PROBLEM DESCRIPTION>
Each record beneath this sentence is to be transcribed exactly as it reads.

-- DATA PROVIDED follows --

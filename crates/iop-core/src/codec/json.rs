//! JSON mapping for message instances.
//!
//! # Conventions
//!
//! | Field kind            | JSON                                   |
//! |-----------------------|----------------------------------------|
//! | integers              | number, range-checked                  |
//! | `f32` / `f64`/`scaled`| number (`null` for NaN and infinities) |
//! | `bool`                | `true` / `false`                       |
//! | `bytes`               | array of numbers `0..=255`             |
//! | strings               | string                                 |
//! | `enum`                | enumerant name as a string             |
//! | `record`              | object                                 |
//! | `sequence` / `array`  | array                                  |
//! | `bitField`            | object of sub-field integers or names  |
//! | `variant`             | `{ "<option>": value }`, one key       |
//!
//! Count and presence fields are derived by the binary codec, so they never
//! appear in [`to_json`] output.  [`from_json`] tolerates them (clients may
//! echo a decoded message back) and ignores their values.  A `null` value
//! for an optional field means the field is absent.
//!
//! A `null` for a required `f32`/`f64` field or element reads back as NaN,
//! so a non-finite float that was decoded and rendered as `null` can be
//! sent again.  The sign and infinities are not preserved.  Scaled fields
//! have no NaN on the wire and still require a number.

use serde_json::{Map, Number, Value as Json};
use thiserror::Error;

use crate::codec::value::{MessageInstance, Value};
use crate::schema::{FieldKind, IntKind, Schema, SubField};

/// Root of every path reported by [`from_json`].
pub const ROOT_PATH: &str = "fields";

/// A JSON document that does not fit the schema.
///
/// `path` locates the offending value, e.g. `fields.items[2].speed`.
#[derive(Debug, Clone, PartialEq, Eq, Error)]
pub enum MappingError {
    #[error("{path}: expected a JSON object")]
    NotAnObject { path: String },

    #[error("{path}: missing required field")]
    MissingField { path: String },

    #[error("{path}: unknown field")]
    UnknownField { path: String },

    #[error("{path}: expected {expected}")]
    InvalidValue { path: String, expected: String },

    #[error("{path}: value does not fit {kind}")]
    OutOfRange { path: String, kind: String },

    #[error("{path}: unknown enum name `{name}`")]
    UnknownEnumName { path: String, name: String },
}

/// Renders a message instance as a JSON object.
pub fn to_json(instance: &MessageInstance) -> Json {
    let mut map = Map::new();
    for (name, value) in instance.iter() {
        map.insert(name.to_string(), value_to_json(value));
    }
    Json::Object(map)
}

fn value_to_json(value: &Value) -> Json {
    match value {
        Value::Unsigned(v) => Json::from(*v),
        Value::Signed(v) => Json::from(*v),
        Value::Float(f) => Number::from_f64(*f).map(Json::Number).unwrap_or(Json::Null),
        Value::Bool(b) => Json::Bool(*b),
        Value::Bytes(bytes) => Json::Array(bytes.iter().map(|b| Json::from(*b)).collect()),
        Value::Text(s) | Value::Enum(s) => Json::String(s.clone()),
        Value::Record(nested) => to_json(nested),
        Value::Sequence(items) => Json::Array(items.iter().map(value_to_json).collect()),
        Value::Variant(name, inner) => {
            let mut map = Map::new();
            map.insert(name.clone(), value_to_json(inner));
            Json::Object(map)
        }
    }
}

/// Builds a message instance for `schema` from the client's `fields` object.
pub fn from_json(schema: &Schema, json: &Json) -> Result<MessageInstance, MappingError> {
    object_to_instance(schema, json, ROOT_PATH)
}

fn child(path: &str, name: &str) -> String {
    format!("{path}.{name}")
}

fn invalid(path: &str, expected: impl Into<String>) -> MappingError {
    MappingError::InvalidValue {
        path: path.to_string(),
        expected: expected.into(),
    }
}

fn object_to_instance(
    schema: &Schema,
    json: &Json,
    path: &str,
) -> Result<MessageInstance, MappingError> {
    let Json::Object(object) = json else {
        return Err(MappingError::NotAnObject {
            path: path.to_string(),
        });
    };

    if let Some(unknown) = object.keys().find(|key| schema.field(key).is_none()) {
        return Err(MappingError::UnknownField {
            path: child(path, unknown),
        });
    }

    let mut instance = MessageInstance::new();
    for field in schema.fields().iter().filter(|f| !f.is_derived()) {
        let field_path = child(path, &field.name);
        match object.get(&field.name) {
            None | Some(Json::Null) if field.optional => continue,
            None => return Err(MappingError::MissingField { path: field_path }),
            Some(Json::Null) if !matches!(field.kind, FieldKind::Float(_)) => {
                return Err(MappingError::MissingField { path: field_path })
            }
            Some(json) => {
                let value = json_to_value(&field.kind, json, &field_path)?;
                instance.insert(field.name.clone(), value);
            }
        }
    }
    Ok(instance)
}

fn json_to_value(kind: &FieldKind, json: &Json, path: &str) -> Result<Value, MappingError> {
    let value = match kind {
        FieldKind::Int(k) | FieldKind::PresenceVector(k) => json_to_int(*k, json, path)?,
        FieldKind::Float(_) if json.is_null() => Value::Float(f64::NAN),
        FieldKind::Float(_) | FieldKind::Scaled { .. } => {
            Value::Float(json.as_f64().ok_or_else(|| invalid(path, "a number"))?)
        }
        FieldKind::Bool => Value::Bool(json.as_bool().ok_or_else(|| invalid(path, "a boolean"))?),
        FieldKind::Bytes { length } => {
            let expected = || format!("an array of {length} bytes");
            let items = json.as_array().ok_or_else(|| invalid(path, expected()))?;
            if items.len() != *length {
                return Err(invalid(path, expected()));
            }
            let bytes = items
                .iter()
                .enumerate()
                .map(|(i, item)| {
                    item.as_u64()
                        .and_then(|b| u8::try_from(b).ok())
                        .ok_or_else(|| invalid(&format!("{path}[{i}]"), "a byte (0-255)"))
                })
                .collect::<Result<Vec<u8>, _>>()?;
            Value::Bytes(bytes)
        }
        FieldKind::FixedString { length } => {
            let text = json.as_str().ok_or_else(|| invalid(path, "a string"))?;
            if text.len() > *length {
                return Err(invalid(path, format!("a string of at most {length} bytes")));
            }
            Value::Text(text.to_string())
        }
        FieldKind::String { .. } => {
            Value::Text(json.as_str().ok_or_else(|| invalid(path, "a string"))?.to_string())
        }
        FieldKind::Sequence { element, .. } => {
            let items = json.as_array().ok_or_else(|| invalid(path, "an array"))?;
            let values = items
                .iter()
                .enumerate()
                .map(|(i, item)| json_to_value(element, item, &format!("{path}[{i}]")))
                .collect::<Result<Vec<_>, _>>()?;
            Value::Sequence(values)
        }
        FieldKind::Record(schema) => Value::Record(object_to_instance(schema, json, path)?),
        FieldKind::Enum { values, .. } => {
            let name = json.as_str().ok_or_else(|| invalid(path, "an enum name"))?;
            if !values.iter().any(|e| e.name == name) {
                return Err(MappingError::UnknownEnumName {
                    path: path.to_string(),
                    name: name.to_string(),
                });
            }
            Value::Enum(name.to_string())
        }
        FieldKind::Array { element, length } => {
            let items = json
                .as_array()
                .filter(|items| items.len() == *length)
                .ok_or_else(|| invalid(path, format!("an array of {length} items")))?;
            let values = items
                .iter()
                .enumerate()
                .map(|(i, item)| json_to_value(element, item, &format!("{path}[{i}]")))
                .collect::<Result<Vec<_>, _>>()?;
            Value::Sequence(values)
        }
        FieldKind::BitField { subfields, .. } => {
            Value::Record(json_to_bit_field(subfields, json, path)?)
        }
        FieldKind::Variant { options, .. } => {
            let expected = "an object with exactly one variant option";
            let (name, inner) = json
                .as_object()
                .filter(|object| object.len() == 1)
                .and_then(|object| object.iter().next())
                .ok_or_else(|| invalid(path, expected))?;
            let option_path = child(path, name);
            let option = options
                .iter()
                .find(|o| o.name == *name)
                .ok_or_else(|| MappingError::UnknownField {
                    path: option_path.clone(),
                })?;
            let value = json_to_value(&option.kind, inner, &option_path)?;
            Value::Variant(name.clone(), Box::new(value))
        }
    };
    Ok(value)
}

-- DATA PROVIDED concluded --

SOLUTION TO THE PROBLEM>
filename crates/iop-core/src/codec/json.rs
//! JSON mapping for message instances.
//!
//! # Conventions
//!
//! | Field kind            | JSON                                   |
//! |-----------------------|----------------------------------------|
//! | integers              | number, range-checked                  |
//! | `f32` / `f64`/`scaled`| number (`null` for NaN and infinities) |
//! | `bool`                | `true` / `false`                       |
//! | `bytes`               | array of numbers `0..=255`             |
//! | strings               | string                                 |
//! | `enum`                | enumerant name as a string             |
//! | `record`              | object                                 |
//! | `sequence` / `array`  | array                                  |
//! | `bitField`            | object of sub-field integers or names  |
//! | `variant`             | `{ "<option>": value }`, one key       |
//!
//! Count and presence fields are derived by the binary codec, so they never
//! appear in [`to_json`] output.  [`from_json`] tolerates them (clients may
//! echo a decoded message back) and ignores their values.  A `null` value
//! for an optional field means the field is absent.
//!
//! A `null` for a required `f32`/`f64` field or element reads back as NaN,
//! so a non-finite float that was decoded and rendered as `null` can be
//! sent again.  The sign and infinities are not preserved.  Scaled fields
//! have no NaN on the wire and still require a number.

use serde_json::{Map, Number, Value as Json};
use thiserror::Error;

use crate::codec::value::{MessageInstance, Value};
use crate::schema::{FieldKind, IntKind, Schema, SubField};

/// Root of every path reported by [`from_json`].
pub const ROOT_PATH: &str = "fields";

/// A JSON document that does not fit the schema.
///
/// `path` locates the offending value, e.g. `fields.items[2].speed`.
#[derive(Debug, Clone, PartialEq, Eq, Error)]
pub enum MappingError {
    #[error("{path}: expected a JSON object")]
    NotAnObject { path: String },

    #[error("{path}: missing required field")]
    MissingField { path: String },

    #[error("{path}: unknown field")]
    UnknownField { path: String },

    #[error("{path}: expected {expected}")]
    InvalidValue { path: String, expected: String },

    #[error("{path}: value does not fit {kind}")]
    OutOfRange { path: String, kind: String },

    #[error("{path}: unknown enum name `{name}`")]
    UnknownEnumName { path: String, name: String },
}

/// Renders a message instance as a JSON object.
pub fn to_json(instance: &MessageInstance) -> Json {
    let mut map = Map::new();
    for (name, value) in instance.iter() {
        map.insert(name.to_string(), value_to_json(value));
    }
    Json::Object(map)
}

fn value_to_json(value: &Value) -> Json {
    match value {
        Value::Unsigned(v) => Json::from(*v),
        Value::Signed(v) => Json::from(*v),
        Value::Float(f) => Number::from_f64(*f).map(Json::Number).unwrap_or(Json::Null),
        Value::Bool(b) => Json::Bool(*b),
        Value::Bytes(bytes) => Json::Array(bytes.iter().map(|b| Json::from(*b)).collect()),
        Value::Text(s) | Value::Enum(s) => Json::String(s.clone()),
        Value::Record(nested) => to_json(nested),
        Value::Sequence(items) => Json::Array(items.iter().map(value_to_json).collect()),
        Value::Variant(name, inner) => {
            let mut map = Map::new();
            map.insert(name.clone(), value_to_json(inner));
            Json::Object(map)
        }
    }
}

/// Builds a message instance for `schema` from the client's `fields` object.
pub fn from_json(schema: &Schema, json: &Json) -> Result<MessageInstance, MappingError> {
    object_to_instance(schema, json, ROOT_PATH)
}

fn child(path: &str, name: &str) -> String {
    format!("{path}.{name}")
}

fn invalid(path: &str, expected: impl Into<String>) -> MappingError {
    MappingError::InvalidValue {
        path: path.to_string(),
        expected: expected.into(),
    }
}

fn object_to_instance(
    schema: &Schema,
    json: &Json,
    path: &str,
) -> Result<MessageInstance, MappingError> {
    let Json::Object(object) = json else {
        return Err(MappingError::NotAnObject {
            path: path.to_string(),
        });
    };

    if let Some(unknown) = object.keys().find(|key| schema.field(key).is_none()) {
        return Err(MappingError::UnknownField {
            path: child(path, unknown),
        });
    }

    let mut instance = MessageInstance::new();
    for field in schema.fields().iter().filter(|f| !f.is_derived()) {
        let field_path = child(path, &field.name);
        match object.get(&field.name) {
            None | Some(Json::Null) if field.optional => continue,
            None => return Err(MappingError::MissingField { path: field_path }),
            Some(Json::Null) if !matches!(field.kind, FieldKind::Float(_)) => {
                return Err(MappingError::MissingField { path: field_path })
            }
            Some(json) => {
                let value = json_to_value(&field.kind, json, &field_path)?;
                instance.insert(field.name.clone(), value);
            }
        }
    }
    Ok(instance)
}

fn json_to_value(kind: &FieldKind, json: &Json, path: &str) -> Result<Value, MappingError> {
    let value = match kind {
        FieldKind::Int(k) | FieldKind::PresenceVector(k) => json_to_int(*k, json, path)?,
        FieldKind::Float(_) if json.is_null() => Value::Float(f64::NAN),
        FieldKind::Float(_) | FieldKind::Scaled { .. } => {
            Value::Float(json.as_f64().ok_or_else(|| invalid(path, "a number"))?)
        }
        FieldKind::Bool => Value::Bool(json.as_bool().ok_or_else(|| invalid(path, "a boolean"))?),
        FieldKind::Bytes { length } => {
            let expected = || format!("an array of {length} bytes");
            let items = json.as_array().ok_or_else(|| invalid(path, expected()))?;
            if items.len() != *length {
                return Err(invalid(path, expected()));
            }
            let bytes = items
                .iter()
                .enumerate()
                .map(|(i, item)| {
                    item.as_u64()
                        .and_then(|b| u8::try_from(b).ok())
                        .ok_or_else(|| invalid(&format!("{path}[{i}]"), "a byte (0-255)"))
                })
                .collect::<Result<Vec<u8>, _>>()?;
            Value::Bytes(bytes)
        }
        FieldKind::FixedString { length } => {
            let text = json.as_str().ok_or_else(|| invalid(path, "a string"))?;
            if text.len() > *length {
                return Err(invalid(path, format!("a string of at most {length} bytes")));
            }
            Value::Text(text.to_string())
        }
        FieldKind::String { .. } => {
            Value::Text(json.as_str().ok_or_else(|| invalid(path, "a string"))?.to_string())
        }
        FieldKind::Sequence { element, .. } => {
            let items = json.as_array().ok_or_else(|| invalid(path, "an array"))?;
            let values = items
                .iter()
                .enumerate()
                .map(|(i, item)| json_to_value(element, item, &format!("{path}[{i}]")))
                .collect::<Result<Vec<_>, _>>()?;
            Value::Sequence(values)
        }
        FieldKind::Record(schema) => Value::Record(object_to_instance(schema, json, path)?),
        FieldKind::Enum { values, .. } => {
            let name = json.as_str().ok_or_else(|| invalid(path, "an enum name"))?;
            if !values.iter().any(|e| e.name == name) {
                return Err(MappingError::UnknownEnumName {
                    path: path.to_string(),
                    name: name.to_string(),
                });
            }
            Value::Enum(name.to_string())
        }
        FieldKind::Array { element, length } => {
            let items = json
                .as_array()
                .filter(|items| items.len() == *length)
                .ok_or_else(|| invalid(path, format!("an array of {length} items")))?;
            let values = items
                .iter()
                .enumerate()
                .map(|(i, item)| json_to_value(element, item, &format!("{path}[{i}]")))
                .collect::<Result<Vec<_>, _>>()?;
            Value::Sequence(values)
        }
        FieldKind::BitField { subfields, .. } => {
            Value::Record(json_to_bit_field(subfields, json, path)?)
        }
        FieldKind::Variant { options, .. } => {
            let expected = "an object with exactly one variant option";
            let (name, inner) = json
                .as_object()
                .filter(|object| object.len() == 1)
                .and_then(|object| object.iter().next())
                .ok_or_else(|| invalid(path, expected))?;
            let option_path = child(path, name);
            let option = options
                .iter()
                .find(|o| o.name == *name)
                .ok_or_else(|| MappingError::UnknownField {
                    path: option_path.clone(),
                })?;
            let value = json_to_value(&option.kind, inner, &option_path)?;
            Value::Variant(name.clone(), Box::new(value))
        }
    };
    Ok(value)
}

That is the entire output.